_HOW TO COMPLETE THIS TASK_: Every record that follows should be written out again without any change.
___
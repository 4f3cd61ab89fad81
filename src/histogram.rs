//! Parzen-smoothed intensity histograms over seed pixels.
//!
//! Each seed observation is spread across all 256 intensity bins through a
//! Gaussian kernel (sigma 10, scaled by 1000 and truncated to integer
//! counts), so a handful of seed pixels yields a usable density estimate.
//! Every per-seed increment is clamped to at least one count, which keeps
//! every bin strictly positive for a non-empty seed set and every
//! negative-log-likelihood query finite.

use std::collections::HashSet;
use std::f64::consts::PI;

use crate::error::SegmentationError;
use crate::raster::{PixelIndex, Raster, SeedLabel};

/// Number of intensity bins.
pub const NUM_BINS: usize = 256;

/// Standard deviation of the smoothing kernel, in intensity levels.
const KERNEL_SIGMA: f64 = 10.0;

/// Scale applied to the kernel density before truncating to a count.
const KERNEL_SCALE: f64 = 1000.0;

/// A 256-bin integer histogram of seed-pixel intensities, queried for
/// regional costs as negative log-likelihoods.
#[derive(Debug, Clone)]
pub struct IntensityHistogram {
    bins: [u64; NUM_BINS],
    total: u64,
}

impl IntensityHistogram {
    /// Accumulate the histogram of the seed pixels' intensities.
    ///
    /// Fails if the seed set is empty or any index lies outside the raster.
    pub fn from_seeds(
        raster: &Raster,
        seeds: &HashSet<PixelIndex>,
        label: SeedLabel,
    ) -> Result<Self, SegmentationError> {
        if seeds.is_empty() {
            return Err(SegmentationError::EmptySeeds { label });
        }
        let mut bins = [0u64; NUM_BINS];
        for &index in seeds {
            let pixel = raster
                .get(index)
                .ok_or(SegmentationError::IndexOutOfRange {
                    index,
                    width: raster.width(),
                    height: raster.height(),
                })?;
            let intensity = f64::from(pixel.intensity());
            for (k, bin) in bins.iter_mut().enumerate() {
                let mass = KERNEL_SCALE * gaussian_density(k as f64 - intensity);
                // truncated kernel mass, clamped so every bin stays positive
                *bin += (mass as u64).max(1);
            }
        }
        let total = bins.iter().sum();
        Ok(Self { bins, total })
    }

    /// Count accumulated in the bin for `intensity`.
    pub fn bin(&self, intensity: u8) -> u64 {
        self.bins[usize::from(intensity)]
    }

    /// Sum of all bin counts.
    pub fn total(&self) -> u64 {
        self.total
    }

    /// Regional cost of `intensity`: `-(ln(bin) - ln(total))`.
    ///
    /// Always finite and non-negative, since every bin holds at least one
    /// count and no bin exceeds the total.
    pub fn neg_log_likelihood(&self, intensity: u8) -> f64 {
        -((self.bin(intensity) as f64).ln() - (self.total as f64).ln())
    }
}

// Probability density of N(0, KERNEL_SIGMA) at x.
fn gaussian_density(x: f64) -> f64 {
    (-(x * x) / (2.0 * KERNEL_SIGMA * KERNEL_SIGMA)).exp() / (KERNEL_SIGMA * (2.0 * PI).sqrt())
}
___
_SOLUTION TO THIS EXERCISE_:
repository 4f3cd61ab89fad81
filename src/histogram.rs
//! Parzen-smoothed intensity histograms over seed pixels.
//!
//! Each seed observation is spread across all 256 intensity bins through a
//! Gaussian kernel (sigma 10, scaled by 1000 and truncated to integer
//! counts), so a handful of seed pixels yields a usable density estimate.
//! Every per-seed increment is clamped to at least one count, which keeps
//! every bin strictly positive for a non-empty seed set and every
//! negative-log-likelihood query finite.

use std::collections::HashSet;
use std::f64::consts::PI;

use crate::error::SegmentationError;
use crate::raster::{PixelIndex, Raster, SeedLabel};

/// Number of intensity bins.
pub const NUM_BINS: usize = 256;

/// Standard deviation of the smoothing kernel, in intensity levels.
const KERNEL_SIGMA: f64 = 10.0;

/// Scale applied to the kernel density before truncating to a count.
const KERNEL_SCALE: f64 = 1000.0;

/// A 256-bin integer histogram of seed-pixel intensities, queried for
/// regional costs as negative log-likelihoods.
#[derive(Debug, Clone)]
pub struct IntensityHistogram {
    bins: [u64; NUM_BINS],
    total: u64,
}

impl IntensityHistogram {
    /// Accumulate the histogram of the seed pixels' intensities.
    ///
    /// Fails if the seed set is empty or any index lies outside the raster.
    pub fn from_seeds(
        raster: &Raster,
        seeds: &HashSet<PixelIndex>,
        label: SeedLabel,
    ) -> Result<Self, SegmentationError> {
        if seeds.is_empty() {
            return Err(SegmentationError::EmptySeeds { label });
        }
        let mut bins = [0u64; NUM_BINS];
        for &index in seeds {
            let pixel = raster
                .get(index)
                .ok_or(SegmentationError::IndexOutOfRange {
                    index,
                    width: raster.width(),
                    height: raster.height(),
                })?;
            let intensity = f64::from(pixel.intensity());
            for (k, bin) in bins.iter_mut().enumerate() {
                let mass = KERNEL_SCALE * gaussian_density(k as f64 - intensity);
                // truncated kernel mass, clamped so every bin stays positive
                *bin += (mass as u64).max(1);
            }
        }
        let total = bins.iter().sum();
        Ok(Self { bins, total })
    }

    /// Count accumulated in the bin for `intensity`.
    pub fn bin(&self, intensity: u8) -> u64 {
        self.bins[usize::from(intensity)]
    }

    /// Sum of all bin counts.
    pub fn total(&self) -> u64 {
        self.total
    }

    /// Regional cost of `intensity`: `-(ln(bin) - ln(total))`.
    ///
    /// Always finite and non-negative, since every bin holds at least one
    /// count and no bin exceeds the total.
    pub fn neg_log_likelihood(&self, intensity: u8) -> f64 {
        -((self.bin(intensity) as f64).ln() - (self.total as f64).ln())
    }
}

// Probability density of N(0, KERNEL_SIGMA) at x.
fn gaussian_density(x: f64) -> f64 {
    (-(x * x) / (2.0 * KERNEL_SIGMA * KERNEL_SIGMA)).exp() / (KERNEL_SIGMA * (2.0 * PI).sqrt())
}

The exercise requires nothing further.